He was known as ‘Mad Shelley’; — and many a cruel torture was practised upon him for his moody and singular exclusiveness. Shelley was my senior; and I, in common with others, deemed him as one ranging between madness and folly. . . . Conscious of his own superiority — of being the reverse of what the many deemed him — stung by the injustice of imputed madness, by the cruelty, if he were mad, of taunting the afflicted, his rage became boundless. Like Tasso’s jailer, his heartless tyrants all but raised up the demon which they said was in him. I have seen him surrounded, hooted, baited like a maddened bull, — and at this distance of time I seem to hear ringing in my ears the cry which Shelley was wont to utter in his paroxysms of revengeful anger.
The madness which Shelley subsequently wrote into his own childhood probably had its root here. On winter evenings, while waiting in the cloisters to go into the upper school for supper, there was a particular game called ‘nailing’ in which a muddy football was kicked through the crowd and shot as hard as possible at one agreed target. Frequently this was Shelley.

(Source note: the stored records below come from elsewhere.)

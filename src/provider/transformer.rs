use crate::eval::context::EvalContext;
use crate::foundation::core::Labels;
use crate::provider::predicate::{FnPredicate, MatchPredicate};
use crate::release::model::ComponentDescriptor;
use serde_json::Value;
use std::collections::BTreeSet;
use std::fmt;
use std::sync::Arc;
use uuid::Uuid;

/// Everything a transformer learns about the release and component it runs for.
#[derive(Clone, Debug, PartialEq, Eq, serde::Serialize)]
#[serde(rename_all = "camelCase")]
pub struct TransformContext {
    /// Release name.
    pub release_name: String,
    /// Release namespace.
    pub namespace: String,
    /// Release identity.
    pub release_uuid: Uuid,
    /// Release labels.
    pub release_labels: Labels,
    /// Module name.
    pub module_name: String,
    /// Module version.
    pub module_version: String,
    /// Component name.
    pub component_name: String,
    /// Component labels.
    pub component_labels: Labels,
    /// Component annotations.
    pub component_annotations: Labels,
}

/// Generation logic of a transformer: component spec and context in, output tree out.
///
/// Implementations must be pure functions of their inputs.
pub trait Generate: Send + Sync {
    /// Produce the output tree for one component.
    fn generate(
        &self,
        eval: &mut EvalContext,
        spec: &Value,
        ctx: &TransformContext,
    ) -> anyhow::Result<Value>;
}

/// Adapter turning a closure into a [`Generate`] implementation.
pub struct FnGenerator<F>(pub F);

impl<F> Generate for FnGenerator<F>
where
    F: Fn(&Value, &TransformContext) -> anyhow::Result<Value> + Send + Sync,
{
    fn generate(
        &self,
        _eval: &mut EvalContext,
        spec: &Value,
        ctx: &TransformContext,
    ) -> anyhow::Result<Value> {
        (self.0)(spec, ctx)
    }
}

/// Generator backed by a JSON output template (see [`EvalContext::render_template`]).
#[derive(Clone, Debug, PartialEq)]
pub struct TemplateGenerator {
    key: String,
    template: Value,
}

impl TemplateGenerator {
    /// Template cached under `key` (normally the transformer FQN).
    pub fn new(key: impl Into<String>, template: Value) -> Self {
        Self {
            key: key.into(),
            template,
        }
    }
}

impl Generate for TemplateGenerator {
    fn generate(
        &self,
        eval: &mut EvalContext,
        spec: &Value,
        ctx: &TransformContext,
    ) -> anyhow::Result<Value> {
        Ok(eval.render_template(&self.key, &self.template, spec, ctx)?)
    }
}

/// How a transformer decides whether it applies to a component.
#[derive(Clone)]
pub enum MatchStrategy {
    /// Subset checks over required labels, resources and traits.
    Structural,
    /// A custom predicate over the component descriptor.
    Predicate(Arc<dyn MatchPredicate>),
}

impl fmt::Debug for MatchStrategy {
    fn fmt(&self, f: &mut fmt::Formatter<'_>) -> fmt::Result {
        match self {
            Self::Structural => f.write_str("Structural"),
            Self::Predicate(_) => f.write_str("Predicate(..)"),
        }
    }
}

/// A pluggable generation rule.
#[derive(Clone)]
pub struct Transformer {
    /// Fully-qualified transformer name.
    pub fqn: String,
    /// Optional description.
    pub description: Option<String>,
    /// Labels the component must carry with identical values.
    pub required_labels: Labels,
    /// Resource capabilities the component must declare.
    pub required_resources: BTreeSet<String>,
    /// Trait capabilities the component must declare.
    pub required_traits: BTreeSet<String>,
    /// Traits handled when present but not required.
    pub optional_traits: BTreeSet<String>,
    /// Structural or predicate matching.
    pub strategy: MatchStrategy,
    /// Generation logic; `None` fails at execution time.
    pub generator: Option<Arc<dyn Generate>>,
}

impl fmt::Debug for Transformer {
    fn fmt(&self, f: &mut fmt::Formatter<'_>) -> fmt::Result {
        f.debug_struct("Transformer")
            .field("fqn", &self.fqn)
            .field("required_labels", &self.required_labels)
            .field("required_resources", &self.required_resources)
            .field("required_traits", &self.required_traits)
            .field("optional_traits", &self.optional_traits)
            .field("strategy", &self.strategy)
            .field("has_generator", &self.generator.is_some())
            .finish()
    }
}

impl Transformer {
    /// A structural transformer with no requirements and no generator.
    pub fn new(fqn: impl Into<String>) -> Self {
        Self {
            fqn: fqn.into(),
            description: None,
            required_labels: Labels::new(),
            required_resources: BTreeSet::new(),
            required_traits: BTreeSet::new(),
            optional_traits: BTreeSet::new(),
            strategy: MatchStrategy::Structural,
            generator: None,
        }
    }

    /// Require a label with an exact value.
    pub fn require_label(mut self, key: impl Into<String>, value: impl Into<String>) -> Self {
        self.required_labels.insert(key.into(), value.into());
        self
    }

    /// Require a resource capability.
    pub fn require_resource(mut self, fqn: impl Into<String>) -> Self {
        self.required_resources.insert(fqn.into());
        self
    }

    /// Require a trait capability.
    pub fn require_trait(mut self, fqn: impl Into<String>) -> Self {
        self.required_traits.insert(fqn.into());
        self
    }

    /// Declare a trait as handled without requiring it.
    pub fn optional_trait(mut self, fqn: impl Into<String>) -> Self {
        self.optional_traits.insert(fqn.into());
        self
    }

    /// Match with `predicate` instead of the structural checks.
    pub fn with_predicate(mut self, predicate: impl MatchPredicate + 'static) -> Self {
        self.strategy = MatchStrategy::Predicate(Arc::new(predicate));
        self
    }

    /// Match with a closure predicate.
    pub fn with_predicate_fn<F>(self, f: F) -> Self
    where
        F: Fn(&ComponentDescriptor<'_>) -> anyhow::Result<bool> + Send + Sync + 'static,
    {
        self.with_predicate(FnPredicate(f))
    }

    /// Use `generator` as generation logic.
    pub fn with_generator(mut self, generator: impl Generate + 'static) -> Self {
        self.generator = Some(Arc::new(generator));
        self
    }

    /// Use a closure as generation logic.
    pub fn with_generator_fn<F>(self, f: F) -> Self
    where
        F: Fn(&Value, &TransformContext) -> anyhow::Result<Value> + Send + Sync + 'static,
    {
        self.with_generator(FnGenerator(f))
    }

    /// Return `true` when the transformer requires or optionally handles trait `fqn`.
    pub fn handles_trait(&self, fqn: &str) -> bool {
        self.required_traits.contains(fqn) || self.optional_traits.contains(fqn)
    }
}

/// A named, versioned set of transformers.
#[derive(Clone, Debug)]
pub struct Provider {
    /// Provider name.
    pub name: String,
    /// Optional provider version.
    pub version: Option<String>,
    /// Transformers in declaration order.
    pub transformers: Vec<Transformer>,
}

impl Provider {
    /// Empty provider.
    pub fn new(name: impl Into<String>) -> Self {
        Self {
            name: name.into(),
            version: None,
            transformers: Vec::new(),
        }
    }

    /// Append a transformer.
    pub fn with_transformer(mut self, t: Transformer) -> Self {
        self.transformers.push(t);
        self
    }
}

#[cfg(test)]
#[path = "../../tests/unit/provider/transformer.rs"]
mod tests;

There were other diversions of the mob.
The particular name of some particular boy would be sounded by one, taken up by another and another, until hundreds echoed and echoed the name. . . . The Shelley! Shelley! Shelley! which was thundered in the cloisters was but too often accompanied by practical jokes, — such as knocking his books from under his arm, seizing them as he stooped to recover them, pulling and tearing his clothes, or pointing with the finger, as one Neapolitan maddens another. The result was, as stated, a paroxysm of anger which made his eyes flash like a tiger’s, his cheeks grow pale as death, his limbs quiver, and his hair stand on end.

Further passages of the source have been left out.